Bilateral Telemanipulation: A Port-Hamiltonian Approach
- DISMI - University of Modena and Reggio Emilia
- Data e ora
martedì 9 novembre 2004
Ca' Vignal 3 - Piramide,
- Data pubblicazione
18 ottobre 2004
A bilateral telemanipulation system consists of a robotic interface (master) through which an operator can drive a remote robot (slave) that can interact with a remote, possibly unknown, environment. In order to give the operator the feeling of actual operation, the interaction force affecting the slave is fed back to the master. The non negligible, possibly variable and unreliable, communication delay between master and slave sides and the interaction with unknown environments has a destabilizing effect on the overall system. In this talk, it is shown how to couple port-Hamiltonian modeling framework with passivity theory to get a telemanipulator characterized by an intrinsically stable behavior. Intrinsically passive controllers (IPC) are used to stabilize the interaction and scattering theory is exploited to achieve a passive, not destabilizing, communication in case of fixed delays. In order to take into account the sampled data nature of the controllers while preserving a stable interaction, a passivity preserving discretization algorithm is proposed.
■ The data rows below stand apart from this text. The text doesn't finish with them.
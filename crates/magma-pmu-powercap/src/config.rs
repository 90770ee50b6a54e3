//! # Powercap Policy Configuration
//!
//! Construction-time descriptors for a power-capping policy.
//!
//! A [`PowercapConfig`] is produced by the board-object framework from the
//! VBIOS tables and handed to [`CombinedPolicy::new`]; nothing in it
//! changes after construction. Validation happens once, up front, so the
//! per-cycle paths can index registries without re-checking.
//!
//! [`CombinedPolicy::new`]: crate::policy::CombinedPolicy::new

use arrayvec::ArrayVec;
use magma_pmu_core::error::{Error, RegistryKind, Result};
use magma_pmu_core::fxp::UFxp4_12;
use magma_pmu_core::types::{
    ClkDomIdx, ClkDomMask, LimitUnit, PwrChannelIdx, VoltRailIdx, MAX_RAILS,
};

// =============================================================================
// POLICY FEATURES
// =============================================================================

bitflags::bitflags! {
    /// Optional capabilities of a power-capping policy
    ///
    /// Flags mirror the VBIOS capability bits; a regime that depends on a
    /// disabled feature is pruned from the search graph for every cycle.
    #[derive(Debug, Clone, Copy, PartialEq, Eq)]
    pub struct PolicyFeatures: u32 {
        /// Search the multi-regime tuple space instead of the primary
        /// domain's raw VF points
        const MULTI_REGIME = 1 << 0;
        /// Honor the perf controller's secondary-rail soft floor
        const SEC_SOFT_FLOOR = 1 << 1;
        /// Bound the primary:secondary ratio with the min/max topologies
        const RATIO_BOUNDS = 1 << 2;
        /// Scale effective frequency by measured low-power residency
        const CLK_GATING_AWARE = 1 << 3;
    }
}

// =============================================================================
// RAIL CONFIGURATION
// =============================================================================

/// Static description of one rail participating in a policy
#[derive(Debug, Clone, Copy)]
pub struct RailConfig {
    /// Clock domain driven by this rail model
    pub clk_dom: ClkDomIdx,
    /// Voltage rail supplying the domain
    pub volt_rail: VoltRailIdx,
    /// Power channel monitoring the rail
    pub pwr_channel: PwrChannelIdx,
    /// Other clock domains that depend on the same voltage rail
    ///
    /// Their required voltages at their last-scheduled frequencies feed
    /// the rail's voltage floor.
    pub dependent_doms: ClkDomMask,
    /// Exponent of the voltage term in the power equation
    pub volt_exponent: u8,
    /// Signed delta applied to every estimated voltage, in microvolts
    pub volt_offset_uv: i32,
}

impl Default for RailConfig {
    fn default() -> Self {
        Self {
            clk_dom: ClkDomIdx::INVALID,
            volt_rail: VoltRailIdx::INVALID,
            pwr_channel: PwrChannelIdx::INVALID,
            dependent_doms: ClkDomMask::EMPTY,
            volt_exponent: 2,
            volt_offset_uv: 0,
        }
    }
}

// =============================================================================
// RAMP CONFIGURATION
// =============================================================================

/// Ramp-rate scale factors, independently configurable per direction
///
/// A factor of 1.0 (or larger) disables limiting for that direction.
#[derive(Debug, Clone, Copy)]
pub struct RampConfig {
    /// Fraction of the delta applied when the limit increases
    pub factor_up: UFxp4_12,
    /// Fraction of the delta applied when the limit decreases
    pub factor_down: UFxp4_12,
}

impl Default for RampConfig {
    fn default() -> Self {
        Self {
            factor_up: UFxp4_12::ONE,
            factor_down: UFxp4_12::ONE,
        }
    }
}

// =============================================================================
// POLICY CONFIGURATION
// =============================================================================

/// Construction descriptor for a combined-rail power-capping policy
#[derive(Debug, Clone)]
pub struct PowercapConfig {
    /// Participating rails; index 0 is the primary domain
    pub rails: ArrayVec<RailConfig, MAX_RAILS>,
    /// Enabled optional capabilities
    pub features: PolicyFeatures,
    /// Ramp-rate limiting factors
    pub ramp: RampConfig,
    /// Unit of every budget and reading in this policy
    pub unit: LimitUnit,
}

impl PowercapConfig {
    /// Check the descriptor for construction-time contract violations
    ///
    /// Multi-regime mode needs exactly one primary and one secondary rail:
    /// the regime space is defined over a single coupled domain pair, and
    /// a rail without a slot in it would escape budget enforcement. Every
    /// board-object index must address a registry slot. The power channel
    /// may be left invalid (the rail then observes zero workload), the
    /// rest may not.
    pub fn validate(&self) -> Result<()> {
        if self.rails.is_empty() {
            return Err(Error::InvalidArgument);
        }
        if self.features.contains(PolicyFeatures::MULTI_REGIME) && self.rails.len() != 2 {
            return Err(Error::InvalidArgument);
        }
        for rail in &self.rails {
            if !rail.clk_dom.is_in_range() {
                return Err(Error::IndexOutOfRange(RegistryKind::ClkDomain));
            }
            if !rail.volt_rail.is_in_range() {
                return Err(Error::IndexOutOfRange(RegistryKind::VoltRail));
            }
            if !rail.pwr_channel.is_invalid() && !rail.pwr_channel.is_in_range() {
                return Err(Error::IndexOutOfRange(RegistryKind::PwrChannel));
            }
            if !rail.dependent_doms.is_in_range() {
                return Err(Error::IndexOutOfRange(RegistryKind::ClkDomain));
            }
            if rail.volt_exponent == 0 {
                return Err(Error::InvalidArgument);
            }
        }
        if self.ramp.factor_up.is_zero() || self.ramp.factor_down.is_zero() {
            return Err(Error::InvalidArgument);
        }
        Ok(())
    }
}

// =============================================================================
// TESTS
// =============================================================================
Furthermore, a packet switched scattering based communication strategy is defined to allow the use of Internet for the exchange of information between master and slave sides. It is shown that the proposed communication strategy is passive both in case of packet loss and of variable transmission delays. Finally a passivity preserving algorithm for rebuilding lost packets from received data is illustrated.